Former Welsh flanker John Taylor is another who is starting to question that aura of invincibility the All Blacks have generated over the past three years as they reclaimed the N.o 1 world ranking and marched through Europe unbeaten under the guidance of Henry.

"A third straight Tri Nations, Bledisloe Cup winners for the sixth year in a row, a world record 26 consecutive home victories - take those statistics at face value and you would have to say New Zealand have confirmed their status as overwhelming favourites for Rugby World Cup," said Taylor in his column for

"I'm not so sure. The other would be contenders will all have noted some chinks in the All Blacks' armour; somehow they don't appear quite so invincible - I think their Tri Nations rivals and the European teams will have been encouraged by the events of the last five weeks.
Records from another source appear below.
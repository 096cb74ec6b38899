// Domain layer: request/offer models and the provider port.

pub mod model;
pub mod ports;
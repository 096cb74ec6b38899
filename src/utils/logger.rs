use tracing_subscriber::{layer::SubscriberExt, util::SubscriberInitExt, EnvFilter};

/// 依設定初始化日誌；`RUST_LOG` 存在時優先使用
pub fn init_logger(level: &str, format: &str) {
    let filter = EnvFilter::try_from_default_env()
        .unwrap_or_else(|_| EnvFilter::new(default_directive(level)));

    let fmt_layer = tracing_subscriber::fmt::layer()
        .with_target(false)
        .with_thread_ids(false)
        .with_file(false)
        .with_line_number(false);

    if format.eq_ignore_ascii_case("json") {
        tracing_subscriber::registry()
            .with(filter)
            .with(fmt_layer.json())
            .init();
    } else {
        tracing_subscriber::registry()
            .with(filter)
            .with(fmt_layer.compact())
            .init();
    }
}

fn default_directive(level: &str) -> String {
    let level = level.trim().to_ascii_lowercase();
    format!("courier_tariff_gateway={level},tower_http={level},warn")
}
use crate::utils::error::{GatewayError, Result};
use quick_xml::events::{BytesStart, Event};
use quick_xml::Reader;
use serde_json::{Map, Value};

/// 通用 XML 節點：名稱 (去除命名空間前綴)、屬性、子節點與文字內容
#[derive(Debug, Clone, Default, PartialEq)]
pub struct XmlNode {
    pub name: String,
    pub attributes: Vec<(String, String)>,
    pub children: Vec<XmlNode>,
    pub text: String,
}

impl XmlNode {
    pub fn parse(raw: &[u8]) -> Result<Self> {
        let xml = std::str::from_utf8(raw).map_err(|e| {
            GatewayError::structural(format!("XML document is not valid UTF-8: {}", e))
        })?;
        Self::parse_str(xml)
    }

    pub fn parse_str(xml: &str) -> Result<Self> {
        let mut reader = Reader::from_str(xml);
        reader.config_mut().trim_text(true);

        let mut stack: Vec<XmlNode> = Vec::new();
        let mut root: Option<XmlNode> = None;

        loop {
            match reader.read_event()? {
                Event::Start(e) => stack.push(Self::open(&e)?),
                Event::Empty(e) => {
                    let node = Self::open(&e)?;
                    Self::attach(&mut stack, &mut root, node)?;
                }
                Event::End(_) => {
                    let node = stack
                        .pop()
                        .ok_or_else(|| GatewayError::structural("unexpected closing tag"))?;
                    Self::attach(&mut stack, &mut root, node)?;
                }
                Event::Text(t) => {
                    if let Some(current) = stack.last_mut() {
                        current.text.push_str(&t.unescape()?);
                    }
                }
                Event::CData(c) => {
                    if let Some(current) = stack.last_mut() {
                        current
                            .text
                            .push_str(&String::from_utf8_lossy(&c.into_inner()));
                    }
                }
                Event::Eof => break,
                _ => {}
            }
        }

        if let Some(open) = stack.last() {
            return Err(GatewayError::structural(format!(
                "unexpected end of document inside <{}>",
                open.name
            )));
        }

        root.ok_or_else(|| GatewayError::structural("XML document has no root element"))
    }

    fn open(start: &BytesStart<'_>) -> Result<Self> {
        let name = String::from_utf8_lossy(start.local_name().as_ref()).into_owned();
        let mut attributes = Vec::new();

        for attr in start.attributes() {
            let attr = attr.map_err(quick_xml::Error::from)?;
            // xmlns 宣告不是資料
            if attr.key.as_namespace_binding().is_some() {
                continue;
            }
            let key = String::from_utf8_lossy(attr.key.local_name().as_ref()).into_owned();
            let value = attr.unescape_value()?.into_owned();
            attributes.push((key, value));
        }

        Ok(Self {
            name,
            attributes,
            ..Default::default()
        })
    }

    fn attach(stack: &mut [XmlNode], root: &mut Option<XmlNode>, node: XmlNode) -> Result<()> {
        if let Some(parent) = stack.last_mut() {
            parent.children.push(node);
        } else if root.is_none() {
            *root = Some(node);
        } else {
            return Err(GatewayError::structural(format!(
                "unexpected second root element <{}>",
                node.name
            )));
        }
        Ok(())
    }

    pub fn child(&self, name: &str) -> Option<&XmlNode> {
        self.children.iter().find(|c| c.name == name)
    }

    pub fn children_named<'a>(&'a self, name: &'a str) -> impl Iterator<Item = &'a XmlNode> + 'a {
        self.children.iter().filter(move |c| c.name == name)
    }

    pub fn has_child(&self, name: &str) -> bool {
        self.child(name).is_some()
    }

    /// 依序走訪子節點路徑，每一層取第一個同名節點
    pub fn path(&self, segments: &[&str]) -> Option<&XmlNode> {
        segments
            .iter()
            .try_fold(self, |node, segment| node.child(segment))
    }

    pub fn attribute(&self, name: &str) -> Option<&str> {
        self.attributes
            .iter()
            .find(|(k, _)| k == name)
            .map(|(_, v)| v.as_str())
    }

    /// 子節點的文字內容
    pub fn child_text(&self, name: &str) -> Option<&str> {
        self.child(name).map(|c| c.text.as_str())
    }

    /// 轉成巢狀 JSON 結構作為診斷資訊：屬性以 `@` 開頭，重複的子節點合併為陣列
    pub fn to_json(&self) -> Value {
        if self.attributes.is_empty() && self.children.is_empty() {
            return if self.text.is_empty() {
                Value::Null
            } else {
                Value::String(self.text.clone())
            };
        }

        let mut map = Map::new();
        for (key, value) in &self.attributes {
            map.insert(format!("@{}", key), Value::String(value.clone()));
        }

        for child in &self.children {
            let value = child.to_json();
            match map.remove(&child.name) {
                None => {
                    map.insert(child.name.clone(), value);
                }
                Some(Value::Array(mut items)) => {
                    items.push(value);
                    map.insert(child.name.clone(), Value::Array(items));
                }
                Some(existing) => {
                    map.insert(child.name.clone(), Value::Array(vec![existing, value]));
                }
            }
        }

        if !self.text.is_empty() {
            map.insert("#text".to_string(), Value::String(self.text.clone()));
        }

        Value::Object(map)
    }
}

#[cfg(test)]
mod tests {
    use super::*;
    use crate::utils::error::ErrorKind;

    #[test]
    fn test_parse_nested_document_with_attributes() {
        let xml = r#"<?xml version="1.0" encoding="utf-8"?>
            <Response xmlns:xsi="http://www.w3.org/2001/XMLSchema-instance" xsi:type="OrderResponse">
                <OrderList>
                    <Order><Number>1</Number></Order>
                </OrderList>
            </Response>"#;

        let root = XmlNode::parse_str(xml).unwrap();

        assert_eq!(root.name, "Response");
        assert_eq!(root.attribute("type"), Some("OrderResponse"));
        assert_eq!(root.attributes.len(), 1);
        assert_eq!(
            root.path(&["OrderList", "Order", "Number"]).map(|n| n.text.as_str()),
            Some("1")
        );
        assert!(root.path(&["OrderList", "Missing"]).is_none());
    }

    #[test]
    fn test_namespace_prefixes_are_stripped() {
        let xml = r#"<soap:Envelope xmlns:soap="http://schemas.xmlsoap.org/soap/envelope/">
                <soap:Body><Ping/></soap:Body>
            </soap:Envelope>"#;

        let root = XmlNode::parse_str(xml).unwrap();

        assert_eq!(root.name, "Envelope");
        assert!(root.attributes.is_empty());
        assert!(root.path(&["Body", "Ping"]).is_some());
    }

    #[test]
    fn test_escaped_text_and_cdata_are_decoded() {
        let xml = "<Result><Escaped>&lt;Response/&gt;</Escaped><Raw><![CDATA[<Response/>]]></Raw></Result>";

        let root = XmlNode::parse_str(xml).unwrap();

        assert_eq!(root.child_text("Escaped"), Some("<Response/>"));
        assert_eq!(root.child_text("Raw"), Some("<Response/>"));
    }

    #[test]
    fn test_to_json_groups_repeated_children() {
        let xml = r#"<StatusList>
                <OrderStatus><ErrorCode>10</ErrorCode></OrderStatus>
                <OrderStatus><ErrorCode>20</ErrorCode></OrderStatus>
                <Empty/>
            </StatusList>"#;

        let root = XmlNode::parse_str(xml).unwrap();

        assert_eq!(root.children_named("OrderStatus").count(), 2);
        assert_eq!(
            root.to_json(),
            serde_json::json!({
                "OrderStatus": [{"ErrorCode": "10"}, {"ErrorCode": "20"}],
                "Empty": null
            })
        );
    }

    #[test]
    fn test_malformed_xml_is_a_structural_error() {
        let err = XmlNode::parse_str("<Response><OrderList></Response>").unwrap_err();
        assert_eq!(err.kind(), ErrorKind::StructuralParseError);

        let err = XmlNode::parse_str("<Response><OrderList>").unwrap_err();
        assert_eq!(err.kind(), ErrorKind::StructuralParseError);

        let err = XmlNode::parse(b"").unwrap_err();
        assert_eq!(err.kind(), ErrorKind::StructuralParseError);
    }
}
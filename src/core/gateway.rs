use crate::adapters::soap::SoapClient;
use crate::config::ProviderConfig;
use crate::core::{offer_normalizer, request_builder, response_parser};
use crate::domain::model::{CalculationRequest, TariffOffer};
use crate::domain::ports::TariffProvider;
use crate::utils::error::Result;
use async_trait::async_trait;
use chrono::Utc;

/// PONY EXPRESS 運費試算閘道：組請求 → 呼叫 SOAP → 解析 → 正規化
pub struct TariffGateway {
    config: ProviderConfig,
}

impl TariffGateway {
    pub fn new(config: ProviderConfig) -> Self {
        Self { config }
    }

    async fn run_pipeline(&self, request: &CalculationRequest) -> Result<Vec<TariffOffer>> {
        let request_body = request_builder::build(request);
        tracing::debug!("📝 Provider request body:\n{}", request_body);

        let raw_response = {
            let client = SoapClient::connect(&self.config)?;
            client
                .submit_request(&self.config.access_key, &request_body)
                .await?
        };
        tracing::debug!("📥 Provider response body:\n{}", raw_response);

        let raw_offers = response_parser::parse(raw_response.as_bytes())?;

        let now = Utc::now();
        raw_offers
            .iter()
            .map(|offer| offer_normalizer::normalize(offer, now))
            .collect()
    }
}

#[async_trait]
impl TariffProvider for TariffGateway {
    async fn get_calc_tariff(&self, request: &CalculationRequest) -> Result<Vec<TariffOffer>> {
        tracing::info!(
            "📦 Calculating tariffs {} → {} ({}x{}x{}, {} kg)",
            request.from_location,
            request.to_location,
            request.packages.length,
            request.packages.width,
            request.packages.height,
            request.packages.weight
        );

        let result = self.run_pipeline(request).await;

        match &result {
            Ok(offers) => tracing::info!("✅ Provider returned {} offers", offers.len()),
            Err(e) if e.kind().is_client_error() => {
                tracing::warn!("⚠️ Provider rejected calculation ({}): {}", e.kind(), e)
            }
            Err(e) => tracing::error!(
                "❌ Tariff calculation failed ({}, retryable: {}): {}",
                e.kind(),
                e.is_retryable(),
                e
            ),
        }

        result
    }
}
"Australia's victory in Melbourne, South Africa's front-running for an hour in Durban and the All Blacks' total of only 8 tries in 4 matches show the gap has narrowed considerably.

"The air of total dominance has gone; you never felt it was only a matter of time before the All Blacks suddenly upped the pace and ripped the opposition defence apart; you never believed they were in a class of their own. At this stage last year the rest of the world feared just that."

Taylor believes the loss of Tana Umaga through retirement has been a major blow to the All Blacks. And with no successor permanently anointed, it's hard to argue with him on that front.

Here's what he said about that in his column: "I am certain Henry wanted Umaga to remain as captain until after the World Cup and New Zealand's attacking edge behind the scrum has been severely blunted by his retirement from international rugby. McCaw might be his natural successor but he is very much a leader of the pack. Nobody has been able to assume Umaga's leadership mantle in the back division.

"New Zealand backlines have always been at their most effective when they have had a focal figure to call the shots. They are of a type - big, hard as teak but with a razor sharp rugby brain. Frank Bunce did the job in the early and mid 90s, Daryl Gibson carried it on and then Umaga took it to new heights.

"Without Umaga they are definitely not as powerful in attack (or defence). It is yet another ray of hope; New Zealand are definitely not as far ahead as they were this time last year but they are still the team to beat."